The video scratched a bit, then turned off. Two seconds later, another one popped up. Another previous classic, with a bright red lobster and Grady's shirt off. The lobster was a few inches away from his left nipple. On the video, Bastian burst out in laughter as the lobster attached to Grady's nipple, and he screamed.
Grady reached over, rubbing it. “Freaking hurt,” he muttered.
“Bled like crazy,” I said.
We fell quiet, and I wondered why this didn't feel as good as I'd hoped.
Another movie clip started. The smell of asphalt replayed through my mind as it baked beneath my feet on a hot summer day. Verdant green mountains surrounded our teenage selves while Vikram attempted to zipline down a ski lift on a homemade rig. Sparks flew out behind him as he fell, breaking an ankle with the crash of branches and a howl.
Vik hissed and sucked in a sharp breath as he watched the C-tape, then shook his head. His hand massaged that ankle.
“Still hurts sometimes,” he muttered.
Grady laughed. “Remember how we tried to splint it with a couple of sticks and some vines? I think we made it worse.”
Vik grimaced. “I will never forget that.”
Bastian chortled. “Some paramedics we were.”
We watched half-heartedly as the rest of the pranks cycled through the tape. Some of them felt childish, like shoving Bastian into a box and pushing him down the stairs. Most of them were dangerous, idiotic. We'd been more fueled by the camaraderie and thrill than the actual tricks, but at the time, it felt like they were everything. It felt like wewerethe tricks. Or maybe we were just notoriety seekers.

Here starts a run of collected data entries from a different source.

//! PUDA CLI - dispatch commands to lab machines and read their state

use clap::Parser;
use puda_cli::cli::Cli;
use tracing_subscriber::EnvFilter;

#[tokio::main]
async fn main() {
    let cli = Cli::parse();

    let default_level = if cli.quiet { "warn" } else { "info" };
    tracing_subscriber::fmt()
        .with_env_filter(
            EnvFilter::try_from_default_env().unwrap_or_else(|_| EnvFilter::new(default_level)),
        )
        .with_writer(std::io::stderr)
        .with_target(false)
        .init();

    if let Err(e) = cli.run().await {
        eprintln!("Error: {e:#}");
        std::process::exit(1);
    }
}
//! Output formatting module

pub mod human;
pub mod json;
pub mod progress;
pub mod reporter;
pub mod styles;

use console::Term;
use owo_colors::OwoColorize as _;
pub use human::HumanRenderer;
pub use json::JsonRenderer;
pub use reporter::TerminalReporter;
pub use styles::Styles;

/// Output context carrying styling and terminal state.
pub struct OutputContext {
    /// Stylesheet for colored output.
    pub styles: Styles,
    /// Whether stdout is a TTY.
    pub is_tty: bool,
    /// Whether to suppress non-error output.
    pub quiet: bool,
}

impl OutputContext {
    /// Create output context based on CLI flags and environment.
    #[must_use]
    pub fn new(no_color: bool, quiet: bool) -> Self {
        let is_tty = Term::stdout().is_term();
        let use_colors = !no_color && is_tty && std::env::var("NO_COLOR").is_err();

        let mut styles = Styles::default();
        if use_colors {
            styles.colorize();
        }

        Self {
            styles,
            is_tty,
            quiet,
        }
    }

    /// Check if progress indicators should be shown.
    #[must_use]
    pub fn show_progress(&self) -> bool {
        self.is_tty && !self.quiet
    }

    /// Print a success message prefixed with `✓`. Suppressed when `quiet`.
    pub fn success(&self, msg: &str) {
        if !self.quiet {
            println!("  {} {msg}", "✓".style(self.styles.success));
        }
    }

    /// Print a warning message prefixed with `⚠`. Suppressed when `quiet`.
    pub fn warn(&self, msg: &str) {
        if !self.quiet {
            println!("  {} {msg}", "⚠".style(self.styles.warning));
        }
    }

    /// Print an error message prefixed with `✗` to stderr. Never suppressed.
    pub fn error(&self, msg: &str) {
        eprintln!("  {} {msg}", "✗".style(self.styles.error));
    }

    /// Print an info message prefixed with `ℹ`. Suppressed when `quiet`.
    pub fn info(&self, msg: &str) {
        if !self.quiet {
            println!("  {} {msg}", "ℹ".style(self.styles.info));
        }
    }

    /// Print a section header. Suppressed when `quiet`.
    pub fn header(&self, msg: &str) {
        if !self.quiet {
            println!("  {}", msg.style(self.styles.header));
        }
    }

    /// Print a key-value pair with the key dimmed. Suppressed when `quiet`.
    pub fn kv(&self, key: &str, value: &str) {
        if !self.quiet {
            println!("  {}  {value}", key.style(self.styles.dim));
        }
    }
}
//! Application layer: port trait definitions and use-case orchestration.
//!
//! This module depends only on `crate::domain`; never on `crate::infra`,
//! `crate::commands`, or `crate::output`.

pub mod ports;
pub mod services;

pub use ports::{MessageBus, ProgressReporter, StateStore, Subscription};
pub use services::batch::{BatchOptions, BatchOrchestrator};
pub use services::command_channel::CommandChannel;
pub use services::machine_state::StateAccessor;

By the time the C-Tape flickered off, we'd fallen quiet. The replaying of our childhood idiocy, and the comments back and forth now, came with a mixed bag of emotions.

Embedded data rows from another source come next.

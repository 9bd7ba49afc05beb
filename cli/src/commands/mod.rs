//! Command implementations

pub mod catalog;
pub mod get_state;
pub mod send_batch;
pub mod version;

“Seemed so much cooler at the time,” Bastian murmured.
“We were cool . . . weren't we?” Vik asked.
“Just dumb,” Grady said with a shake of his head. “Just . . . really dumb. Maybe a little bit bored.”
Now it felt . . . crazy.
Filtered through the lens of adulthood and real-world experience, I felt gratitude that no one had died in our ridiculous stunts. After everything I'd seen working at the sheriff's office, the fact that we'd survived had been a literal miracle.
Vik fell into deep thoughts with a frown, his arms folded across his chest. Bastian pulled his bottom lip through his teeth, and Grady just stared at the screen. I pulled the other three copies out of the C-tape out of my pocket and tossed them to each one.

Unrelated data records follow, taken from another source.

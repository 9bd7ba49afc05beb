//! PUDA CLI library: exposes modules for integration testing.

#![cfg_attr(test, allow(clippy::expect_used))]

pub mod application;
pub mod cli;
pub mod commands;
pub mod domain;
pub mod infra;
pub mod output;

“Had copies made for all of us. So we never forget. Yes, we were dumb. We were lucky to survive long enough that any of us could get married. But we had each other, and that is what really mattered.”
A few murmured thanks followed, but I wasn't about to let them off the hook. I pegged a hard stare on Vik.
“Vik, it was good then. We had great times and a tight bond, and our crazy adventures took us down some wild roads. But it wasn't everything, and we can't live that life forever. You see that, right? Tell me you see that that was a different time and we're smarter people now. I need to hear that you can let this go.”
Vik glanced from me to Grady, then back to the TV screen, where I'd paused the movie on a shot of the four of us swimming in the water after a particularly long cliff jump that slapped so hard I'd been red for two days.
Vik nodded. “Yeah, you're right. It . . . it was good then. It's . . . it is different now.”
I swung my gaze to Grady.
“Grady, don't discount it for what it was at the time. Four idiots that were lucky to survive, but we always had three other people to lean on. Vik isn't upset about losing the danger.” I glanced back at him to confirm. “He's afraid to lose us.”